2025 Budget: E-Levy, COVID Tax To Go

Dr. Cassiel Ato Forson

 

Minister of Finance, Dr. Cassiel Ato Forson, is set to present the 2025 Budget Statement and Economic Policy today, marking the first budget of the second term of the Mahama administration.

With tax cuts and economic restructuring high on the agenda, this budget aims to set the tone for the government’s fiscal direction.

The Finance Minister has already announced significant policy shifts, including the scrapping of the E-Levy, Covid tax, and other “nuisance taxes.”

Dr. Forson, during his vetting before Parliament’s Appointments Committee, assured Ghanaians that despite eliminating some taxes, the government has a robust plan to bridge the revenue gap.

He outlined an ambitious strategy to boost tax revenue from 13.8% to 18% of GDP without imposing new levies on the populace.

The controversial E-Levy and Covid tax, which have been widely criticised, will be among the first to go, he said.

“The noise with these taxes does not justify their imposition,” Dr. Forson stated, arguing that their removal would not negatively impact the economy.

More IMF Funding

As Ghana navigates economic recovery, the Finance Minister hinted that the government might seek additional funding from the International Monetary Fund (IMF) during the country’s ongoing three-year programme with the lender.

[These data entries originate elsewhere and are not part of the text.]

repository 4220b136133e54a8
#[cfg(test)]
mod tests {
    use bson::oid::ObjectId;
    use bson::{Bson, doc};
    use chrono::{TimeZone, Utc};

    use crate::database::documents::{
        BlogCardDocument, BlogDocument, BlogSummaryDocument, UserDocument,
    };
    use newsx_core::domain::{
        Blog, BlogCard, BlogSummary, Categories, DocumentId, NewBlog, NewUser, PublishDate, User,
        Views,
    };

    fn new_blog() -> NewBlog {
        NewBlog {
            title: "Markets rally".to_owned(),
            categories: Categories::Many(vec!["business".to_owned(), "world".to_owned()]),
            author: "Desk".to_owned(),
            summary: "Stocks up".to_owned(),
            content: "Full story".to_owned(),
            image_url: Some("https://img.newsx.dev/1.png".to_owned()),
            publish_date: Some(Utc.with_ymd_and_hms(2025, 3, 1, 8, 30, 0).unwrap().into()),
            status: Some("published".to_owned()),
            views: Some(Views::Count(42)),
        }
    }

    #[test]
    fn object_ids_map_to_identical_hex() {
        let oid = ObjectId::new();
        let id = DocumentId::from(oid);

        assert_eq!(id.to_hex(), oid.to_hex());
        assert_eq!(id.object_id(), oid);
    }

    #[test]
    fn blog_document_stores_native_dates_and_camel_case_image() {
        let document = bson::to_document(&BlogDocument::from(new_blog())).unwrap();

        assert!(matches!(document.get("publish_date"), Some(Bson::DateTime(_))));
        assert_eq!(
            document.get_str("imageUrl").unwrap(),
            "https://img.newsx.dev/1.png"
        );
        assert_eq!(document.get_i64("views").unwrap(), 42);
        assert!(matches!(document.get("_id"), Some(Bson::ObjectId(_))));
    }

    #[test]
    fn stored_blog_reads_back_into_domain() {
        let stored = BlogDocument::from(new_blog());
        let oid = stored.id;
        let raw = bson::to_document(&stored).unwrap();

        let blog: Blog = bson::from_document::<BlogDocument>(raw).unwrap().into();

        assert_eq!(blog.id.to_hex(), oid.to_hex());
        assert_eq!(blog.views, Some(Views::Count(42)));
        assert_eq!(blog.publish_date, new_blog().publish_date);
        assert_eq!(blog.categories, new_blog().categories);
    }

    #[test]
    fn card_projection_without_id_decodes() {
        let raw = doc! {
            "title": "Markets rally",
            "categories": "business",
            "summary": "Stocks up",
            "author": "Desk",
        };

        let card: BlogCard = bson::from_document::<BlogCardDocument>(raw).unwrap().into();

        assert!(card.id.is_none());
        assert!(card.publish_date.is_none());
        assert_eq!(card.categories, Categories::One("business".to_owned()));
    }

    #[test]
    fn card_projection_toggles_id() {
        assert_eq!(BlogCardDocument::projection(false).get_i32("_id").unwrap(), 0);
        assert_eq!(BlogCardDocument::projection(true).get_i32("_id").unwrap(), 1);
    }

    #[test]
    fn odd_counters_are_kept_as_stored() {
        let raw = doc! {
            "_id": ObjectId::new(),
            "title": "Odd counter",
            "author": "Desk",
            "views": -5_i64,
        };

        let summary: BlogSummary = bson::from_document::<BlogSummaryDocument>(raw)
            .unwrap()
            .into();

        assert_eq!(summary.views, Some(Views::Count(-5)));
        assert!(summary.status.is_none());
    }

    #[test]
    fn user_document_round_trips_fields() {
        let stored = UserDocument::from(NewUser {
            name: "admin".to_owned(),
            email: "admin@newsx.dev".to_owned(),
            password: "secret".to_owned(),
        });
        let raw = bson::to_document(&stored).unwrap();
        let user: User = bson::from_document::<UserDocument>(raw).unwrap().into();

        assert!(user.is_admin());
        assert_eq!(user.email, "admin@newsx.dev");
    }

    #[test]
    fn legacy_string_dates_decode_in_every_projection() {
        let raw = doc! {
            "_id": ObjectId::new(),
            "title": "Imported post",
            "categories": ["archive"],
            "author": "Desk",
            "summary": "From the old site",
            "content": "Body",
            "publish_date": "2023-11-05",
            "views": "12",
        };

        let blog: Blog = bson::from_document::<BlogDocument>(raw.clone())
            .unwrap()
            .into();
        let card: BlogCard = bson::from_document::<BlogCardDocument>(raw.clone())
            .unwrap()
            .into();
        let summary: BlogSummary = bson::from_document::<BlogSummaryDocument>(raw)
            .unwrap()
            .into();

        let expected = Some(PublishDate::Text("2023-11-05".to_owned()));
        assert_eq!(blog.publish_date, expected);
        assert_eq!(card.publish_date, expected);
        assert_eq!(summary.publish_date, expected);
        assert_eq!(summary.views, Some(Views::Text("12".to_owned())));
    }

    #[test]
    fn submitted_text_date_is_stored_verbatim() {
        let blog = NewBlog {
            publish_date: Some(PublishDate::Text("2025-04-01".to_owned())),
            views: Some(Views::Decimal(1.0)),
            ..new_blog()
        };

        let document = bson::to_document(&BlogDocument::from(blog)).unwrap();

        assert_eq!(document.get_str("publish_date").unwrap(), "2025-04-01");
        assert_eq!(document.get_f64("views").unwrap(), 1.0);
    }

    #[test]
    fn int32_counters_widen() {
        let raw = doc! {
            "_id": ObjectId::new(),
            "title": "Counter",
            "author": "Desk",
            "views": 7_i32,
        };

        let summary: BlogSummary = bson::from_document::<BlogSummaryDocument>(raw)
            .unwrap()
            .into();

        assert_eq!(summary.views, Some(Views::Count(7)));
    }
}
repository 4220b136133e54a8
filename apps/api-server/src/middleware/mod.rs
//! Middleware modules.

pub mod error;
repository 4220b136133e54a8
//! Document store connection management and MongoDB repositories.

mod connections;

#[cfg(feature = "mongodb")]
mod documents;
#[cfg(feature = "mongodb")]
mod mongo_base;
#[cfg(feature = "mongodb")]
pub mod mongo_repo;

pub use connections::{DEFAULT_DATABASE_NAME, DatabaseConfig};

#[cfg(feature = "mongodb")]
pub use connections::DatabaseConnection;

#[cfg(feature = "mongodb")]
pub use mongo_repo::{MongoBlogRepository, MongoUserRepository};

/// Collection holding registered accounts.
pub const USERS_COLLECTION: &str = "users";

/// Collection holding blog posts.
pub const BLOGS_COLLECTION: &str = "blogs";

#[cfg(feature = "mongodb")]
#[cfg(test)]
mod tests;
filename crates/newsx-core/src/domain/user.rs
use serde::{Deserialize, Serialize};

use super::DocumentId;
use super::validation::RequiredFields;
use crate::error::DomainError;

/// The only account name that the lookup endpoints will serve.
pub const ADMIN_NAME: &str = "admin";

/// User entity - a registered account as stored.
#[derive(Debug, Clone, PartialEq, Eq, Serialize, Deserialize)]
pub struct User {
    #[serde(rename = "_id")]
    pub id: DocumentId,
    pub name: String,
    pub email: String,
    pub password: String,
}

impl User {
    pub fn is_admin(&self) -> bool {
        self.name == ADMIN_NAME
    }
}

/// A validated user ready to be inserted.
#[derive(Debug, Clone, PartialEq, Eq)]
pub struct NewUser {
    pub name: String,
    pub email: String,
    pub password: String,
}

impl NewUser {
    /// Attach the identifier generated at insert time.
    pub fn into_user(self, id: DocumentId) -> User {
        User {
            id,
            name: self.name,
            email: self.email,
            password: self.password,
        }
    }
}

/// Unvalidated registration input.
#[derive(Debug, Clone, Default)]
pub struct UserDraft {
    pub name: Option<String>,
    pub email: Option<String>,
    pub password: Option<String>,
}

impl UserDraft {
    /// Require non-empty `name`, `email` and `password`.
    pub fn validate(self) -> Result<NewUser, DomainError> {
        let mut required = RequiredFields::new();
        let name = required.text("name", self.name);
        let email = required.text("email", self.email);
        let password = required.text("password", self.password);
        required.finish()?;

        Ok(NewUser {
            name,
            email,
            password,
        })
    }
}
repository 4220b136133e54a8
//! Services - one method per endpoint operation.
//!
//! Services own validation and the not-found policy; repositories only
//! translate to store queries.

mod blogs;
mod users;

pub use blogs::BlogService;
pub use users::UserService;
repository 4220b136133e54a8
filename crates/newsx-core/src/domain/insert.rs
use serde::{Deserialize, Serialize};

use super::DocumentId;

/// Metadata echoed back after a successful insert.
#[derive(Debug, Clone, PartialEq, Eq, Serialize, Deserialize)]
#[serde(rename_all = "camelCase")]
pub struct InsertOutcome {
    pub acknowledged: bool,
    pub inserted_id: DocumentId,
}

impl InsertOutcome {
    pub fn acknowledged(inserted_id: DocumentId) -> Self {
        Self {
            acknowledged: true,
            inserted_id,
        }
    }
}
use std::fmt;
use std::str::FromStr;

use bson::oid::ObjectId;
use serde::{Deserialize, Serialize};

use crate::error::DomainError;

/// Opaque, store-generated document identifier.
///
/// Wraps the store's `ObjectId`; on the wire it is the 24-character
/// lowercase hex form rather than extended JSON.
#[derive(Debug, Clone, Copy, PartialEq, Eq, Hash, PartialOrd, Ord, Serialize, Deserialize)]
#[serde(try_from = "String", into = "String")]
pub struct DocumentId(ObjectId);

impl DocumentId {
    /// Generate a fresh identifier.
    pub fn new() -> Self {
        Self(ObjectId::new())
    }

    /// Parse the hexadecimal form, rejecting anything that is not exactly
    /// 24 hex digits.
    pub fn parse(raw: &str) -> Result<Self, DomainError> {
        ObjectId::parse_str(raw)
            .map(Self)
            .map_err(|_| DomainError::InvalidId(raw.to_string()))
    }

    pub const fn object_id(&self) -> ObjectId {
        self.0
    }

    pub fn to_hex(&self) -> String {
        self.0.to_hex()
    }
}

impl Default for DocumentId {
    fn default() -> Self {
        Self::new()
    }
}

impl From<ObjectId> for DocumentId {
    fn from(oid: ObjectId) -> Self {
        Self(oid)
    }
}

impl From<DocumentId> for ObjectId {
    fn from(id: DocumentId) -> Self {
        id.0
    }
}

impl FromStr for DocumentId {
    type Err = DomainError;

    fn from_str(s: &str) -> Result<Self, Self::Err> {
        Self::parse(s)
    }
}

impl TryFrom<String> for DocumentId {
    type Error = DomainError;

    fn try_from(value: String) -> Result<Self, Self::Error> {
        Self::parse(&value)
    }
}

impl From<DocumentId> for String {
    fn from(id: DocumentId) -> Self {
        id.to_hex()
    }
}

impl fmt::Display for DocumentId {
    fn fmt(&self, f: &mut fmt::Formatter<'_>) -> fmt::Result {
        f.write_str(&self.to_hex())
    }
}
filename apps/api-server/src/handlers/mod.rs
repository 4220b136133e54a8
//! HTTP handlers and route configuration.

mod blogs;
mod health;
mod users;

use actix_web::web;

use crate::middleware::error::json_error_handler;

/// Configure all application routes.
pub fn configure_routes(cfg: &mut web::ServiceConfig) {
    cfg.app_data(web::JsonConfig::default().error_handler(json_error_handler))
        .route("/", web::get().to(health::liveness))
        .route("/health", web::get().to(health::health_check))
        // Users
        .route("/users", web::post().to(users::create_user))
        .route("/user/{name}", web::get().to(users::get_admin_by_name))
        .route("/admin/{email}", web::get().to(users::get_admin_by_email))
        // Blogs - `/blogs/recent` must be registered before `/blogs/{id}`
        .service(
            web::resource("/blogs")
                .route(web::get().to(blogs::list_all))
                .route(web::post().to(blogs::create_blog)),
        )
        .route("/blogs/recent", web::get().to(blogs::list_recent))
        .route("/blogs/{id}", web::get().to(blogs::get_by_id))
        .route("/resources", web::get().to(blogs::list_paged));
}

“We are committed to working with the IMF, but we also want to ensure that we can raise financing—additional finance—working with the IMF and other domestic and international partners,” Dr. Forson said ahead of a meeting with an IMF delegation currently in Accra.

Mahama’s Economic Vision

In his State of the Nation Address (SONA), President John Dramani Mahama acknowledged the economic difficulties facing the country.

He attributed the crisis to poor financial management and assured Ghanaians that his administration was determined to implement corrective measures.

“We cannot pretend that all is well. The economy has suffered severe setbacks due to poor management, and the evidence of financial indiscipline is overwhelming,” President Mahama stated.

“However, we are determined to turn things around. There will be no room for wasteful expenditure,” he stated.

Cost-Cutting Measures and Fiscal Discipline

The President disclosed that the Finance Ministry had been directed to slash non-essential spending as part of a broader economic prudence initiative.

He praised organised labour for agreeing to a 10% salary adjustment amid economic difficulties, and urged all Ghanaians to embrace fiscal discipline.

“This is a year of sacrifice, and I commend labour unions for their understanding and commitment. We must all tighten our belts to build the Ghana we want,” he said.

To further cut costs, the President announced plans to reduce the number of presidential staffers, reinforcing the government’s commitment to a leaner, more efficient administration.

“We cannot afford an oversized government that drains resources meant for national development,” President Mahama emphasised. “A smaller, results-oriented team will ensure efficiency and accountability.”

Expectations

Expectations are high as the Ghana Hoteliers Association calls for the merging of several taxes, including the National Health Insurance Levy (NHIL), VAT, and the GETFund Levy, into a single tax for the hospitality industry.

The Association believes that the current tax system, combined with rising inflation, unstable foreign exchange rates, and high utility bills, is putting heavy pressure on hotel businesses.

The industry leaders called on policymakers to tackle these economic issues to support the survival and growth of the sector.

The President of the Ghana Hoteliers Association, Dr. Edward Ackah-Nyamike, urged the government to take their concerns seriously in the 2025 budget.

“We have made our position clear over the years, so we hope to see a reduction in taxes and levies, with some completely removed as the government has promised. We also want policies to address inflation, exchange rate instability, and high utility costs, as these directly impact our businesses.

“If these issues are handled in a way that brings positive changes and helps our businesses thrive, we will be very happy. We have been pushing for a single tax for the hotel industry that will merge VAT, GETFund, NHIL, and other levies,” he said.